**Stored items:**
+++++
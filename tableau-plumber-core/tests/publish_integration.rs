mod common;

use common::*;
use tableau_plumber_core::contract::{MockServerClient, WriteMode};
use tableau_plumber_core::items::{ItemType, Page};
use tableau_plumber_core::publish::{
    delete_datasource, job_status, publish_datasource, refresh_datasource, refresh_workbook,
    PublishRequest,
};
use tableau_plumber_core::PlumberError;

fn with_projects(client: &mut MockServerClient) {
    client
        .expect_list_projects()
        .returning(|_| Ok(Page::single(vec![project("p-1", "Finance")])));
}

fn with_datasources(client: &mut MockServerClient, names: &'static [&'static str]) {
    client.expect_list_datasources().returning(move |_| {
        Ok(Page::single(
            names
                .iter()
                .enumerate()
                .map(|(i, name)| datasource(&format!("d-{i}"), name))
                .collect(),
        ))
    });
}

fn named(name: &str, mode: WriteMode) -> PublishRequest {
    PublishRequest {
        data_source_name: Some(name.to_string()),
        write_mode: mode,
        ..PublishRequest::new("Finance", "/tmp/orders.hyper")
    }
}

#[tokio::test]
async fn existing_name_with_create_new_overwrites() {
    let mut client = MockServerClient::new();
    with_projects(&mut client);
    with_datasources(&mut client, &["Orders"]);
    client
        .expect_publish_datasource()
        .withf(|ds, path, mode| {
            ds.project_id == "p-1"
                && ds.name == "Orders"
                && path.ends_with("orders.hyper")
                && *mode == WriteMode::Overwrite
        })
        .times(1)
        .returning(|ds, _, _| Ok(datasource("d-0", &ds.name)));
    let session = session(client).await;

    let published = publish_datasource(&session, &named("Orders", WriteMode::CreateNew))
        .await
        .unwrap();

    assert_eq!(published.id, "d-0");
}

#[tokio::test]
async fn append_to_an_existing_source_is_kept() {
    let mut client = MockServerClient::new();
    with_projects(&mut client);
    with_datasources(&mut client, &["Orders"]);
    client
        .expect_publish_datasource()
        .withf(|_, _, mode| *mode == WriteMode::Append)
        .times(1)
        .returning(|ds, _, _| Ok(datasource("d-0", &ds.name)));
    let session = session(client).await;

    publish_datasource(&session, &named("Orders", WriteMode::Append))
        .await
        .unwrap();
}

#[tokio::test]
async fn missing_name_always_creates() {
    let mut client = MockServerClient::new();
    with_projects(&mut client);
    with_datasources(&mut client, &["Returns"]);
    client
        .expect_publish_datasource()
        .withf(|_, _, mode| *mode == WriteMode::CreateNew)
        .times(1)
        .returning(|ds, _, _| Ok(datasource("d-7", &ds.name)));
    let session = session(client).await;

    let published = publish_datasource(&session, &named("Orders", WriteMode::Overwrite))
        .await
        .unwrap();

    assert_eq!(published.name, "Orders");
}

#[tokio::test]
async fn unnamed_publish_uses_the_file_stem_without_lookup() {
    let mut client = MockServerClient::new();
    with_projects(&mut client);
    client
        .expect_publish_datasource()
        .withf(|ds, _, mode| ds.name == "orders" && *mode == WriteMode::Append)
        .times(1)
        .returning(|ds, _, _| Ok(datasource("d-1", &ds.name)));
    let session = session(client).await;
    let request = PublishRequest {
        write_mode: WriteMode::Append,
        ..PublishRequest::new("Finance", "/tmp/orders.hyper")
    };

    publish_datasource(&session, &request).await.unwrap();
}

#[tokio::test]
async fn unknown_project_is_not_found() {
    let mut client = MockServerClient::new();
    with_projects(&mut client);
    let session = session(client).await;

    let result = publish_datasource(&session, &PublishRequest::new("Marketing", "/tmp/x.hyper")).await;

    assert!(matches!(
        result,
        Err(PlumberError::NotFound { item_type: ItemType::Project, ref name }) if name == "Marketing"
    ));
}

#[tokio::test]
async fn empty_project_is_rejected_before_any_lookup() {
    let session = session(MockServerClient::new()).await;

    let result = publish_datasource(&session, &PublishRequest::new("  ", "/tmp/x.hyper")).await;

    assert!(matches!(result, Err(PlumberError::InvalidArgument(_))));
}

#[tokio::test]
async fn refresh_of_unknown_source_is_none() {
    let mut client = MockServerClient::new();
    with_datasources(&mut client, &["Orders"]);
    let session = session(client).await;

    assert!(refresh_datasource(&session, "Returns").await.unwrap().is_none());
}

#[tokio::test]
async fn refresh_returns_the_started_job() {
    let mut client = MockServerClient::new();
    with_datasources(&mut client, &["Returns", "Orders"]);
    client
        .expect_refresh_datasource()
        .withf(|id| id.to_string() == "d-1")
        .times(1)
        .returning(|_| Ok(job("j-42")));
    let session = session(client).await;

    let job = refresh_datasource(&session, "Orders").await.unwrap();

    assert_eq!(job.map(|j| j.id), Some("j-42".to_string()));
}

#[tokio::test]
async fn workbook_refresh_targets_the_named_workbook() {
    let mut client = MockServerClient::new();
    client
        .expect_list_workbooks()
        .returning(|_| Ok(Page::single(vec![workbook("w-3", "Revenue")])));
    client
        .expect_refresh_workbook()
        .withf(|id| id.to_string() == "w-3")
        .times(1)
        .returning(|_| Ok(job("j-7")));
    let session = session(client).await;

    let job = refresh_workbook(&session, "Revenue").await.unwrap();

    assert_eq!(job.map(|j| j.id), Some("j-7".to_string()));
    assert!(refresh_workbook(&session, "Costs").await.unwrap().is_none());
}

#[tokio::test]
async fn delete_returns_the_removed_source() {
    let mut client = MockServerClient::new();
    with_datasources(&mut client, &["Orders"]);
    client
        .expect_delete_datasource()
        .withf(|id| id.to_string() == "d-0")
        .times(1)
        .returning(|_| Ok(()));
    let session = session(client).await;

    let deleted = delete_datasource(&session, "Orders").await.unwrap();

    assert_eq!(deleted.map(|d| d.name), Some("Orders".to_string()));
}

#[tokio::test]
async fn delete_failure_is_propagated() {
    let mut client = MockServerClient::new();
    with_datasources(&mut client, &["Orders"]);
    client.expect_delete_datasource().returning(|_| {
        Err(PlumberError::Server {
            status: 403,
            message: "forbidden".to_string(),
        })
    });
    let session = session(client).await;

    let result = delete_datasource(&session, "Orders").await;

    assert!(matches!(result, Err(PlumberError::Server { status: 403, .. })));
}

#[tokio::test]
async fn job_status_fetches_by_id() {
    let mut client = MockServerClient::new();
    client
        .expect_get_job()
        .returning(|id| {
            let mut job = job(id);
            job.finish_code = Some(0);
            Ok(job)
        });
    let session = session(client).await;

    let job = job_status(&session, "j-42").await.unwrap();

    assert_eq!(job.finish_code, Some(0));
    assert!(job_status(&session, "").await.is_err());
}
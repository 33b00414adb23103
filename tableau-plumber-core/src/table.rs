//! Tabular values: listing results for display, and typed input tables for extracts.

use chrono::{NaiveDate, NaiveDateTime};
use std::fmt;
use std::io::{Read, Write};
use std::path::Path;

use crate::error::PlumberError;

/// Flat listing result: named columns over string rows.
#[derive(Debug, Clone, Default, PartialEq, Eq)]
pub struct Table {
    pub columns: Vec<String>,
    pub rows: Vec<Vec<String>>,
}

impl Table {
    pub fn new(columns: &[&str]) -> Self {
        Self {
            columns: columns.iter().map(|c| c.to_string()).collect(),
            rows: Vec::new(),
        }
    }

    pub fn push_row(&mut self, row: Vec<String>) {
        debug_assert_eq!(row.len(), self.columns.len());
        self.rows.push(row);
    }

    pub fn is_empty(&self) -> bool {
        self.rows.is_empty()
    }

    pub fn len(&self) -> usize {
        self.rows.len()
    }

    /// Values of one column, by name.
    pub fn column(&self, name: &str) -> Option<Vec<&str>> {
        let index = self.columns.iter().position(|c| c == name)?;
        Some(
            self.rows
                .iter()
                .map(|r| r.get(index).map_or("", String::as_str))
                .collect(),
        )
    }

    pub fn write_csv<W: Write>(&self, writer: W) -> Result<(), PlumberError> {
        let mut out = csv::Writer::from_writer(writer);
        out.write_record(&self.columns)?;
        for row in &self.rows {
            out.write_record(row)?;
        }
        out.flush()?;
        Ok(())
    }

    pub fn to_csv_file<P: AsRef<Path>>(&self, path: P) -> Result<(), PlumberError> {
        let file = std::fs::File::create(path)?;
        self.write_csv(file)
    }
}

impl fmt::Display for Table {
    fn fmt(&self, f: &mut fmt::Formatter<'_>) -> fmt::Result {
        if self.columns.is_empty() {
            return writeln!(f, "(empty)");
        }
        let widths: Vec<usize> = self
            .columns
            .iter()
            .enumerate()
            .map(|(i, c)| {
                self.rows
                    .iter()
                    .map(|r| r.get(i).map_or(0, |cell| cell.chars().count()))
                    .chain(std::iter::once(c.chars().count()))
                    .max()
                    .unwrap_or(0)
            })
            .collect();

        let line = |cells: &[String]| -> String {
            cells
                .iter()
                .zip(&widths)
                .map(|(cell, width)| format!("{cell:<width$}"))
                .collect::<Vec<_>>()
                .join("  ")
                .trim_end()
                .to_string()
        };

        writeln!(f, "{}", line(&self.columns))?;
        for row in &self.rows {
            writeln!(f, "{}", line(row))?;
        }
        Ok(())
    }
}

/// One column of an input table. `None` marks a missing value.
#[derive(Debug, Clone, PartialEq, Eq)]
pub struct DataColumn {
    pub name: String,
    /// Runtime type name, e.g. `int64`, `float64`, `bool`, `datetime64[ns]`, `object`.
    pub dtype: String,
    pub values: Vec<Option<String>>,
}

impl DataColumn {
    pub fn new(name: impl Into<String>, dtype: impl Into<String>, values: Vec<Option<String>>) -> Self {
        Self {
            name: name.into(),
            dtype: dtype.into(),
            values,
        }
    }

    /// Builds a column from raw strings, treating empty strings as missing and
    /// inferring the type name from the values.
    pub fn from_raw(name: impl Into<String>, raw: Vec<String>) -> Self {
        let values: Vec<Option<String>> = raw
            .into_iter()
            .map(|v| if v.is_empty() { None } else { Some(v) })
            .collect();
        let dtype = infer_dtype(&values);
        Self {
            name: name.into(),
            dtype: dtype.to_string(),
            values,
        }
    }

    pub fn missing_count(&self) -> usize {
        self.values.iter().filter(|v| v.is_none()).count()
    }
}

/// In-memory input table for extract building.
#[derive(Debug, Clone, Default, PartialEq, Eq)]
pub struct DataTable {
    pub columns: Vec<DataColumn>,
}

impl DataTable {
    pub fn new(columns: Vec<DataColumn>) -> Result<Self, PlumberError> {
        if let Some(first) = columns.first() {
            let rows = first.values.len();
            if let Some(bad) = columns.iter().find(|c| c.values.len() != rows) {
                return Err(PlumberError::InvalidArgument(format!(
                    "column '{}' has {} values, expected {rows}",
                    bad.name,
                    bad.values.len()
                )));
            }
        }
        Ok(Self { columns })
    }

    pub fn row_count(&self) -> usize {
        self.columns.first().map(|c| c.values.len()).unwrap_or(0)
    }

    pub fn column(&self, name: &str) -> Option<&DataColumn> {
        self.columns.iter().find(|c| c.name == name)
    }

    /// Reads a headed CSV, inferring each column's type name from its values.
    pub fn read_csv<R: Read>(reader: R) -> Result<Self, PlumberError> {
        let mut rdr = csv::ReaderBuilder::new().has_headers(true).from_reader(reader);
        let headers: Vec<String> = rdr.headers()?.iter().map(str::to_string).collect();
        let mut raw: Vec<Vec<String>> = vec![Vec::new(); headers.len()];
        for record in rdr.records() {
            let record = record?;
            for (i, cell) in raw.iter_mut().enumerate() {
                cell.push(record.get(i).unwrap_or("").to_string());
            }
        }
        let columns = headers
            .into_iter()
            .zip(raw)
            .map(|(name, values)| DataColumn::from_raw(name, values))
            .collect();
        Self::new(columns)
    }

    pub fn from_csv_file<P: AsRef<Path>>(path: P) -> Result<Self, PlumberError> {
        let file = std::fs::File::open(path.as_ref())?;
        Self::read_csv(file)
    }

    /// Writes a headed CSV; missing values become empty fields.
    pub fn write_csv<W: Write>(&self, writer: W) -> Result<(), PlumberError> {
        let mut out = csv::Writer::from_writer(writer);
        out.write_record(self.columns.iter().map(|c| c.name.as_str()))?;
        for row in 0..self.row_count() {
            out.write_record(
                self.columns
                    .iter()
                    .map(|c| c.values[row].as_deref().unwrap_or("")),
            )?;
        }
        out.flush()?;
        Ok(())
    }
}

const DATETIME_FORMATS: [&str; 4] = [
    "%Y-%m-%d %H:%M:%S",
    "%Y-%m-%dT%H:%M:%S",
    "%Y-%m-%d %H:%M:%S%.f",
    "%Y-%m-%dT%H:%M:%S%.f",
];

fn is_datetime(value: &str) -> bool {
    let value = value.trim_end_matches('Z');
    NaiveDate::parse_from_str(value, "%Y-%m-%d").is_ok()
        || DATETIME_FORMATS
            .iter()
            .any(|fmt| NaiveDateTime::parse_from_str(value, fmt).is_ok())
}

fn is_bool(value: &str) -> bool {
    matches!(value.to_lowercase().as_str(), "true" | "false")
}

/// Infers a runtime type name for a column.
///
/// Integer columns with gaps widen to `float64`, and all-missing columns are
/// `float64`, so the numeric fill value applies to them. Boolean and date
/// columns with gaps stay `object`.
pub fn infer_dtype(values: &[Option<String>]) -> &'static str {
    let present: Vec<&str> = values.iter().flatten().map(|v| v.trim()).collect();
    if present.is_empty() {
        return "float64";
    }
    let has_missing = present.len() < values.len();

    if present.iter().all(|v| v.parse::<i64>().is_ok()) {
        return if has_missing { "float64" } else { "int64" };
    }
    if present.iter().all(|v| v.parse::<f64>().is_ok()) {
        return "float64";
    }
    if !has_missing && present.iter().all(|v| is_bool(v)) {
        return "bool";
    }
    if !has_missing && present.iter().all(|v| is_datetime(v)) {
        return "datetime64[ns]";
    }
    "object"
}
// Text reader and frequency tabulator.

use std::collections::HashMap;
use std::fs;
use std::path::Path;

use crate::error::{Error, Result};

/// Reads a whole UTF-8 file into its sequence of code points. Whitespace and
/// line breaks are ordinary symbols here and are not filtered out.
pub fn read_code_points(path: &Path) -> Result<Vec<u32>> {
    let bytes = fs::read(path)?;
    let text = std::str::from_utf8(&bytes)
        .map_err(|_| Error::InvalidUtf8 { path: path.display().to_string() })?;
    Ok(text.chars().map(|c| c as u32).collect())
}

/// A sparse code-point → count mapping. Implemented as a `HashMap` rather
/// than the classically-sized `[u64; 65536]` array so that code points
/// outside the Basic Multilingual Plane are tabulated rather than dropped;
/// the on-disk `u32` width already accommodates the full range.
#[derive(Default)]
pub struct FreqTable {
    counts: HashMap<u32, u64>,
}

impl FreqTable {
    pub fn new() -> Self {
        FreqTable::default()
    }

    pub fn record(&mut self, code_point: u32) {
        *self.counts.entry(code_point).or_insert(0) += 1;
    }

    pub fn from_code_points(code_points: &[u32]) -> Self {
        let mut table = FreqTable::new();
        for &cp in code_points {
            table.record(cp);
        }
        table
    }

    pub fn get(&self, code_point: u32) -> u64 {
        self.counts.get(&code_point).copied().unwrap_or(0)
    }

    pub fn is_empty(&self) -> bool {
        self.counts.is_empty()
    }

    pub fn len(&self) -> usize {
        self.counts.len()
    }

    /// Non-zero entries in code-point ascending order, the normalization
    /// that keeps tree construction deterministic run over run.
    pub fn iter_ascending(&self) -> impl Iterator<Item = (u32, u64)> + '_ {
        let mut entries: Vec<(u32, u64)> = self.counts.iter().map(|(&k, &v)| (k, v)).collect();
        entries.sort_unstable_by_key(|&(cp, _)| cp);
        entries.into_iter()
    }
}

#[cfg(test)]
mod tests {
    use super::*;

    #[test]
    fn tabulates_whitespace_as_ordinary_symbols() {
        let table = FreqTable::from_code_points(&"a a\n".chars().map(|c| c as u32).collect::<Vec<_>>());
        assert_eq!(table.get(' ' as u32), 1);
        assert_eq!(table.get('\n' as u32), 1);
        assert_eq!(table.get('a' as u32), 2);
    }

    #[test]
    fn ascending_iteration_is_sorted_by_code_point() {
        let table = FreqTable::from_code_points(&[99, 1, 50]);
        let order: Vec<u32> = table.iter_ascending().map(|(cp, _)| cp).collect();
        assert_eq!(order, vec![1, 50, 99]);
    }
}
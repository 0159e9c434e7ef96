// Error types shared by every fallible operation in the crate.

pub type Result<T> = std::result::Result<T, Error>;

#[derive(thiserror::Error, Debug)]
pub enum Error {
    #[error("io error: {0}")]
    Io(#[from] std::io::Error),

    #[error("{path}: not valid utf-8")]
    InvalidUtf8 { path: String },

    #[error("malformed archive: {0}")]
    MalformedArchive(String),

    #[error("{path}: empty alphabet (file has no code points to encode)")]
    EmptyAlphabet { path: String },

    #[error("huffman code for U+{code_point:04X} exceeds the {max}-bit limit")]
    CodeTooLong { code_point: u32, max: u8 },

    #[error("internal invariant violated: {0}")]
    Fatal(String),
}
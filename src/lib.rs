//! Parallel per-file Huffman compression for a directory of UTF-8 text
//! files, packed into a single self-describing archive that can be
//! decompressed record-by-record without reading the whole file first.

pub mod bitio;
pub mod block;
pub mod charset;
pub mod cli;
pub mod codes;
pub mod compress;
pub mod decompress;
pub mod error;
pub mod freq;
pub mod parallelism;
pub mod tree;
pub mod utils;
pub mod worker;

use std::path::Path;

pub use error::{Error, Result};

/// Entry point for the `compress` subcommand; also the seam integration
/// tests drive directly rather than shelling out to the built binary.
pub fn run_compress(input_dir: &Path, archive_path: &Path, jobs: Option<usize>) -> Result<()> {
    compress::compress_dir(input_dir, archive_path, jobs)
}

/// Entry point for the `decompress` subcommand.
pub fn run_decompress(archive_path: &Path, output_root: &Path, jobs: Option<usize>) -> Result<()> {
    decompress::decompress_archive(archive_path, output_root, jobs)
}

/// Entry point for the `list` subcommand.
pub fn run_list(archive_path: &Path) -> Result<()> {
    decompress::list_archive(archive_path)
}
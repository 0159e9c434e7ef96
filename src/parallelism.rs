// Concurrency cap -> rayon thread pool. One codepath covers serial,
// bounded-parallel, and unbounded-parallel by varying the pool size alone.

use std::thread::available_parallelism;

use crate::error::Result;

/// Resolves the `--jobs` CLI value against the number of files in this run.
/// `None` defaults to one worker per file (C = N), clamped to the host's
/// available parallelism; `Some(1)` selects the serial codepath.
pub fn resolve_cap(jobs: Option<usize>, file_count: usize) -> usize {
    let file_count = file_count.max(1);
    match jobs {
        Some(n) => n.max(1).min(file_count),
        None => {
            let host_cap = available_parallelism().map(|n| n.get()).unwrap_or(1);
            file_count.min(host_cap)
        }
    }
}

pub fn build_pool(cap: usize) -> Result<rayon::ThreadPool> {
    let pool = rayon::ThreadPoolBuilder::new()
        .num_threads(cap)
        .build()
        .map_err(|e| crate::error::Error::Fatal(format!("failed to configure thread pool: {e}")))?;
    Ok(pool)
}
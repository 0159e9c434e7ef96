// Thin CLI entry point; all real work lives in the library so tests can
// call it in-process.

use clap::Parser;
use log::error;

use bookpress::cli::{Cli, Command};

fn main() {
    let cli = Cli::parse();

    let default_level = match cli.verbose {
        0 => "info",
        1 => "debug",
        _ => "trace",
    };
    env_logger::Builder::from_env(env_logger::Env::default().default_filter_or(default_level)).init();

    let result = match cli.command {
        Command::Compress { input_dir, archive_path, jobs } => {
            bookpress::run_compress(&input_dir, &archive_path, jobs)
        }
        Command::Decompress { archive_path, output_root, jobs } => {
            bookpress::run_decompress(&archive_path, &output_root, jobs)
        }
        Command::List { archive_path } => bookpress::run_list(&archive_path),
    };

    if let Err(err) = result {
        error!("{err}");
        std::process::exit(1);
    }
}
+++++
Please find every line in the records that contains the word "files", and copy it out.

//! files, packed into a single self-describing archive that can be
/// Resolves the `--jobs` CLI value against the number of files in this run.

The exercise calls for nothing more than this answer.